Erschienen am 26. Juli 2020 in der Frankfurter Allgemeinen Sonntagszeitung
Seit etwas mehr als zehn Jahren spaltet das Sternchen Meinungen wie Substantive: Die einen schmücken ihre Wörter damit, um zu zeigen, dass sie eine Binarität von Frau und Mann nicht für absolut halten. Die anderen erkennen darin eine ideologische Supernova, die dogmatisch Wörter zerreißt. Die einen wollen, dass Sprache inklusiver wird; die anderen finden, Sprache muss vor allem auch schön sein.
Der Genderstern war dabei als Evolution des Binnen-Is und Gender Gaps gedacht: Ersteres galt als elegante sprachliche Lösung von Feministinnen, die ein Klammern der femininen Form sahen. Das Weibliche ist nur Zusatz, eine Abwandlung des Männlichen. Das Binnen-I hingegen kam und kommt einem generischen Femininum gleich. Männer dürfen sich mitgemeint fühlen. Und nonbinäre oder intersexuelle Menschen auch?
Zwar ist das Binnen-I eine vergleichsweise elegante Form des Genderns, aber vielleicht ist die gar nicht erstrebenswert: Zum einen wird dadurch männlicher Sprachgebrauch fortgeführt (und ist in diesem Sinne doch postfeministisch, weil es sich der gleichen Methode bedient).

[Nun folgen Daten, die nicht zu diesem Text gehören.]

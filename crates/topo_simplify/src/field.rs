//! Scalar fields: the read-only input and the derived (simplified) output.
//!
//! A field is an indexed sequence of samples over `[0, N)` where every index
//! has a neighbor list in the same index space. Adjacency is expected to be
//! symmetric.

use crate::error::{Result, SimplifyError};
use crate::types::Neighbors;

/// Read-only sampled scalar field.
pub trait ScalarField {
  /// Number of samples.
  fn size(&self) -> usize;

  /// Sample value at `index`.
  fn value(&self, index: usize) -> f32;

  /// Indices adjacent to `index`.
  fn neighbors(&self, index: usize) -> Neighbors;
}

// =============================================================================
// Field - explicit adjacency
// =============================================================================

/// Field with explicitly stored adjacency (arbitrary graphs, rings, paths).
#[derive(Clone, Debug, PartialEq)]
pub struct Field {
  values: Vec<f32>,
  adjacency: Vec<Neighbors>,
}

impl Field {
  /// Build a field from values and an undirected edge list.
  ///
  /// Each edge is inserted in both directions; duplicate edges are ignored.
  pub fn from_edges(values: Vec<f32>, edges: &[(usize, usize)]) -> Result<Self> {
    let len = values.len();
    let mut adjacency = vec![Neighbors::new(); len];
    for &(a, b) in edges {
      for index in [a, b] {
        if index >= len {
          return Err(SimplifyError::IndexOutOfRange { index, len });
        }
      }
      if a == b || adjacency[a].contains(&b) {
        continue;
      }
      adjacency[a].push(b);
      adjacency[b].push(a);
    }
    Ok(Self { values, adjacency })
  }

  /// Open 1-D path: `i` is adjacent to `i - 1` and `i + 1`.
  pub fn path(values: Vec<f32>) -> Self {
    let len = values.len();
    let adjacency = (0..len)
      .map(|i| {
        let mut n = Neighbors::new();
        if i > 0 {
          n.push(i - 1);
        }
        if i + 1 < len {
          n.push(i + 1);
        }
        n
      })
      .collect();
    Self { values, adjacency }
  }

  /// Closed 1-D ring: the last sample is adjacent to the first.
  pub fn ring(values: Vec<f32>) -> Self {
    let mut field = Self::path(values);
    let len = field.values.len();
    if len > 2 {
      field.adjacency[0].push(len - 1);
      field.adjacency[len - 1].push(0);
    }
    field
  }

  /// All sample values.
  pub fn values(&self) -> &[f32] {
    &self.values
  }
}

impl ScalarField for Field {
  fn size(&self) -> usize {
    self.values.len()
  }

  fn value(&self, index: usize) -> f32 {
    self.values[index]
  }

  fn neighbors(&self, index: usize) -> Neighbors {
    self.adjacency[index].clone()
  }
}

// =============================================================================
// GridField2D - 4-connected image
// =============================================================================

/// Row-major 2-D grid with 4-connected adjacency.
///
/// ```text
/// index = y * width + x
/// ```
#[derive(Clone, Debug, PartialEq)]
pub struct GridField2D {
  width: usize,
  height: usize,
  values: Vec<f32>,
}

impl GridField2D {
  /// Wrap row-major `values` as a `width` x `height` grid.
  pub fn new(width: usize, height: usize, values: Vec<f32>) -> Result<Self> {
    let expected = width
      .checked_mul(height)
      .ok_or_else(|| SimplifyError::ShapeOverflow {
        shape: vec![width, height],
      })?;
    if values.len() != expected {
      return Err(SimplifyError::ShapeMismatch {
        shape: vec![width, height],
        expected,
        actual: values.len(),
      });
    }
    Ok(Self {
      width,
      height,
      values,
    })
  }

  /// Grid filled by evaluating `f(x, y)`.
  pub fn from_fn(width: usize, height: usize, f: impl Fn(usize, usize) -> f32) -> Self {
    let mut values = Vec::with_capacity(width * height);
    for y in 0..height {
      for x in 0..width {
        values.push(f(x, y));
      }
    }
    Self {
      width,
      height,
      values,
    }
  }

  pub fn width(&self) -> usize {
    self.width
  }

  pub fn height(&self) -> usize {
    self.height
  }

  /// Linear index of `(x, y)`.
  #[inline]
  pub fn index(&self, x: usize, y: usize) -> usize {
    y * self.width + x
  }

  /// Coordinates of a linear index.
  #[inline]
  pub fn coords(&self, index: usize) -> (usize, usize) {
    (index % self.width, index / self.width)
  }

  #[inline]
  pub fn value_at(&self, x: usize, y: usize) -> f32 {
    self.values[self.index(x, y)]
  }

  pub fn values(&self) -> &[f32] {
    &self.values
  }
}

impl ScalarField for GridField2D {
  fn size(&self) -> usize {
    self.values.len()
  }

  fn value(&self, index: usize) -> f32 {
    self.values[index]
  }

  fn neighbors(&self, index: usize) -> Neighbors {
    let (x, y) = self.coords(index);
    let mut n = Neighbors::new();
    if x > 0 {
      n.push(index - 1);
    }
    if x + 1 < self.width {
      n.push(index + 1);
    }
    if y > 0 {
      n.push(index - self.width);
    }
    if y + 1 < self.height {
      n.push(index + self.width);
    }
    n
  }
}

// =============================================================================
// DerivedField - simplifier output
// =============================================================================

/// Independently owned field produced by a simplifier.
///
/// Same index space and size as the source field. Read-only to consumers;
/// only the simplifiers clamp values in place.
#[derive(Clone, Debug, Default, PartialEq)]
pub struct DerivedField {
  values: Vec<f32>,
}

impl DerivedField {
  /// Copy every sample of `field`.
  pub fn copy_of<F: ScalarField + ?Sized>(field: &F) -> Self {
    Self {
      values: (0..field.size()).map(|i| field.value(i)).collect(),
    }
  }

  pub fn size(&self) -> usize {
    self.values.len()
  }

  pub fn is_empty(&self) -> bool {
    self.values.is_empty()
  }

  #[inline]
  pub fn value(&self, index: usize) -> f32 {
    self.values[index]
  }

  pub fn as_slice(&self) -> &[f32] {
    &self.values
  }

  pub fn into_vec(self) -> Vec<f32> {
    self.values
  }

  /// `value = max(value, level)`
  #[inline]
  pub(crate) fn raise_to(&mut self, index: usize, level: f32) {
    let v = &mut self.values[index];
    *v = v.max(level);
  }

  /// `value = min(value, level)`
  #[inline]
  pub(crate) fn lower_to(&mut self, index: usize, level: f32) {
    let v = &mut self.values[index];
    *v = v.min(level);
  }
}

impl From<Vec<f32>> for DerivedField {
  fn from(values: Vec<f32>) -> Self {
    Self { values }
  }
}

#[cfg(test)]
#[path = "field_test.rs"]
mod field_test;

Zum anderen ist ein Stolpern im Wort zumindest insoweit sinnvoll, als dass es dazu anhält, ständig zu reflektieren, was und wer hier denn nun genau gemeint ist. Das Binnen-I schubst also um und kreiert eine echte Lücke, das Gender Gap. Mehr Raum zum Interpretieren, ja, aber im Text geht die Lücke oft unter. Und die Kluft zwischen Frau und Mann scheint wieder größer denn je.
Ob aber auch dieser kleine Stern den Anspruch erfüllt, Sprache inklusiver zu machen, oder ob er wirklich alles so verunstaltet, wie die anderen meinen, ist fraglich: Denn dass man bei Spotify nun nach „Künstler*innen“ suchen kann, ist anders zu bewerten, als wenn ein wissenschaftlicher Artikel von „Proband*innen“ spricht. Auf der Musik-App lassen sich sicherlich nicht nur Künstler finden, sondern auch viele weibliche und auch queere Musikschaffende. In der Wissenschaft wäre es aber gegebenenfalls wichtig zu wissen, welches Geschlecht die Person hat oder mit welchem sie sich identifiziert. Ebenso in literarischen Texten. Und in journalistischen. Das Sternchen kann also beides: erweitern und verkürzen.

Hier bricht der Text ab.